**WHAT THIS TASK INVOLVES**
Each line of the records below that holds "match" should be returned.

**EXERCISE MATERIALS**
//! 滚动驱动的视差与分隔线绘制
//!
//! 组件本身不渲染任何内容，挂载后接管页面上的目标元素：
//! - 区块分隔线：区块进入视口时横向绘制一次
//! - 关于区块的头像和正文：随区块滚过视口以不同速度错位
//! - 经历时间线的卡片：越靠后的卡片起始偏移越大
//!
//! 目标位置在挂载、窗口尺寸变化和 `main` 尺寸变化时测量，滚动时只读取滚动位置。
//! 卸载时恢复所有元素的原始 transform。

use std::cell::{Cell, RefCell};
use std::rc::Rc;

use dioxus::prelude::*;
use folio_core::parallax::{SeparatorDrawIn, presets};
use folio_core::{ParallaxController, ScrollWindow, TrackId};
use gloo::events::EventListener;
use gloo::render::{AnimationFrame, request_animation_frame};
use tracing::{debug, warn};
use wasm_bindgen::JsCast;
use wasm_bindgen::closure::Closure;
use web_sys::{HtmlElement, ResizeObserver};

use crate::platform::{document_top, query_all, scroll_y, viewport_height};

/// 单帧最长时间（秒），切回标签页时避免一帧跳完
const MAX_FRAME_DT: f32 = 0.05;

/// 目标在文档中的测量方式
enum Measure {
    /// 以外层区块滚过视口的区间作为窗口
    Enclosing(HtmlElement),
    /// 以元素自身滚过视口的区间作为窗口
    Own,
    /// 分隔线：记录外层区块的顶部
    SectionTop(HtmlElement),
}

/// 监听 `main` 尺寸变化（语言切换、展开项目列表等）
struct LayoutObserver {
    observer: ResizeObserver,
    _callback: Closure<dyn FnMut(js_sys::Array)>,
}

impl Drop for LayoutObserver {
    fn drop(&mut self) {
        self.observer.disconnect();
    }
}

struct Binding {
    id: TrackId,
    element: HtmlElement,
    measure: Measure,
}

fn window_of(element: &HtmlElement, viewport_height: f32) -> ScrollWindow {
    ScrollWindow::enter_to_exit(
        document_top(element),
        element.offset_height() as f32,
        viewport_height,
    )
}

/// 页面上的全部滚动效果
#[derive(Default)]
struct Scene {
    controller: RefCell<ParallaxController>,
    bindings: RefCell<Vec<Binding>>,
    listeners: RefCell<Vec<EventListener>>,
    layout: RefCell<Option<LayoutObserver>>,
    frame: RefCell<Option<AnimationFrame>>,
    last_frame: Cell<Option<f64>>,
    installed: Cell<bool>,
}

impl Scene {
    fn install(self: &Rc<Self>) {
        if self.installed.replace(true) {
            return;
        }
        let Some(window) = web_sys::window() else {
            warn!("window unavailable, scroll effects disabled");
            return;
        };

        let vh = viewport_height();
        {
            let mut controller = self.controller.borrow_mut();
            controller.set_viewport_height(vh);
            controller.set_scroll(scroll_y());
        }
        self.bind_separators();
        self.bind_about(vh);
        self.bind_timeline(vh);
        debug!(
            targets = self.bindings.borrow().len(),
            "scroll effects installed"
        );

        let on_scroll = Rc::downgrade(self);
        let on_resize = Rc::downgrade(self);
        let mut listeners = self.listeners.borrow_mut();
        listeners.push(EventListener::new(&window, "scroll", move |_| {
            if let Some(scene) = on_scroll.upgrade() {
                scene.on_scroll();
            }
        }));
        listeners.push(EventListener::new(&window, "resize", move |_| {
            if let Some(scene) = on_resize.upgrade() {
                scene.on_resize();
            }
        }));
        drop(listeners);
        self.observe_layout();

        self.apply();
        self.request_frame();
    }

    fn observe_layout(self: &Rc<Self>) {
        let Some(main) = query_all("main").into_iter().next() else {
            return;
        };
        let scene = Rc::downgrade(self);
        let callback = Closure::<dyn FnMut(js_sys::Array)>::new(move |_: js_sys::Array| {
            if let Some(scene) = scene.upgrade() {
                scene.on_layout_change();
            }
        });
        match ResizeObserver::new(callback.as_ref().unchecked_ref()) {
            Ok(observer) => {
                observer.observe(&main);
                *self.layout.borrow_mut() = Some(LayoutObserver {
                    observer,
                    _callback: callback,
                });
            }
            Err(e) => warn!(error = ?e, "ResizeObserver unavailable"),
        }
    }

    fn bind(&self, id: TrackId, element: HtmlElement, measure: Measure) {
        self.bindings.borrow_mut().push(Binding {
            id,
            element,
            measure,
        });
    }

    fn bind_separators(&self) {
        for selector in [".about", ".projects", ".contact"] {
            for section in query_all(selector) {
                let Some(line) = section
                    .query_selector(":scope > .section-separator")
                    .ok()
                    .flatten()
                    .and_then(|el| el.dyn_into::<HtmlElement>().ok())
                else {
                    continue;
                };
                let id = self
                    .controller
                    .borrow_mut()
                    .register_draw_in(SeparatorDrawIn::new(document_top(&section)));
                self.bind(id, line, Measure::SectionTop(section));
            }
        }
    }

    fn bind_about(&self, vh: f32) {
        let Some(section) = query_all(".about").into_iter().next() else {
            return;
        };
        let window = window_of(&section, vh);
        let targets = [
            (".about__image-wrapper", presets::about_image(window)),
            (".about__info", presets::about_info(window)),
        ];
        for (selector, track) in targets {
            for element in query_all(selector) {
                let id = self.controller.borrow_mut().register(track);
                self.bind(id, element, Measure::Enclosing(section.clone()));
            }
        }
    }

    fn bind_timeline(&self, vh: f32) {
        for (index, card) in query_all(".timeline-card").into_iter().enumerate() {
            let track = presets::timeline_card(index, window_of(&card, vh));
            let id = self.controller.borrow_mut().register(track);
            self.bind(id, card, Measure::Own);
        }
    }

    /// 重新测量所有窗口
    fn remeasure(&self) {
        let mut controller = self.controller.borrow_mut();
        let vh = controller.viewport_height();
        for binding in self.bindings.borrow().iter() {
            match &binding.measure {
                Measure::Enclosing(section) => {
                    controller.update_window(binding.id, window_of(section, vh));
                }
                Measure::Own => {
                    controller.update_window(binding.id, window_of(&binding.element, vh));
                }
                Measure::SectionTop(section) => {
                    controller.update_section_top(binding.id, document_top(section));
                }
            }
        }
    }

    fn on_scroll(self: &Rc<Self>) {
        self.controller.borrow_mut().set_scroll(scroll_y());
        self.apply();
        self.request_frame();
    }

    fn on_resize(self: &Rc<Self>) {
        self.controller
            .borrow_mut()
            .set_viewport_height(viewport_height());
        self.on_layout_change();
    }

    fn on_layout_change(self: &Rc<Self>) {
        self.remeasure();
        self.on_scroll();
    }

    fn request_frame(self: &Rc<Self>) {
        if self.frame.borrow().is_some() || self.controller.borrow().is_settled() {
            return;
        }
        let scene = Rc::downgrade(self);
        let handle = request_animation_frame(move |timestamp| {
            if let Some(scene) = scene.upgrade() {
                scene.on_frame(timestamp);
            }
        });
        *self.frame.borrow_mut() = Some(handle);
    }

    fn on_frame(self: &Rc<Self>, timestamp: f64) {
        self.frame.borrow_mut().take();
        let dt = match self.last_frame.replace(Some(timestamp)) {
            Some(last) => (((timestamp - last) / 1000.0) as f32).clamp(0.0, MAX_FRAME_DT),
            None => 0.0,
        };
        let moving = self.controller.borrow_mut().step(dt);
        self.apply();
        if moving {
            self.request_frame();
        } else {
            self.last_frame.set(None);
        }
    }

    /// 把当前变换写回元素
    fn apply(&self) {
        let controller = self.controller.borrow();
        for binding in self.bindings.borrow().iter() {
            let Some(transform) = controller.output(binding.id) else {
                continue;
            };
            if let Err(e) = binding
                .element
                .style()
                .set_property("transform", &transform.to_css())
            {
                warn!(error = ?e, track = %binding.id, "failed to apply transform");
            }
        }
    }

    fn teardown(&self) {
        self.listeners.borrow_mut().clear();
        self.layout.borrow_mut().take();
        self.frame.borrow_mut().take();
        self.last_frame.set(None);

        let reverted = self.controller.borrow_mut().revert();
        for binding in self.bindings.borrow_mut().drain(..) {
            if let Err(e) = binding.element.style().remove_property("transform") {
                warn!(error = ?e, track = %binding.id, "failed to revert transform");
            }
        }
        debug!(count = reverted.len(), "scroll effects reverted");
    }
}

/// 滚动效果的挂载点
#[component]
pub fn ScrollEffects() -> Element {
    let scene = use_hook(|| Rc::new(Scene::default()));

    let installing = Rc::clone(&scene);
    use_effect(move || installing.install());
    use_drop(move || scene.teardown());

    rsx! {}
}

**ANSWER FOR THIS EXERCISE**
        match ResizeObserver::new(callback.as_ref().unchecked_ref()) {
            match &binding.measure {
        let dt = match self.last_frame.replace(Some(timestamp)) {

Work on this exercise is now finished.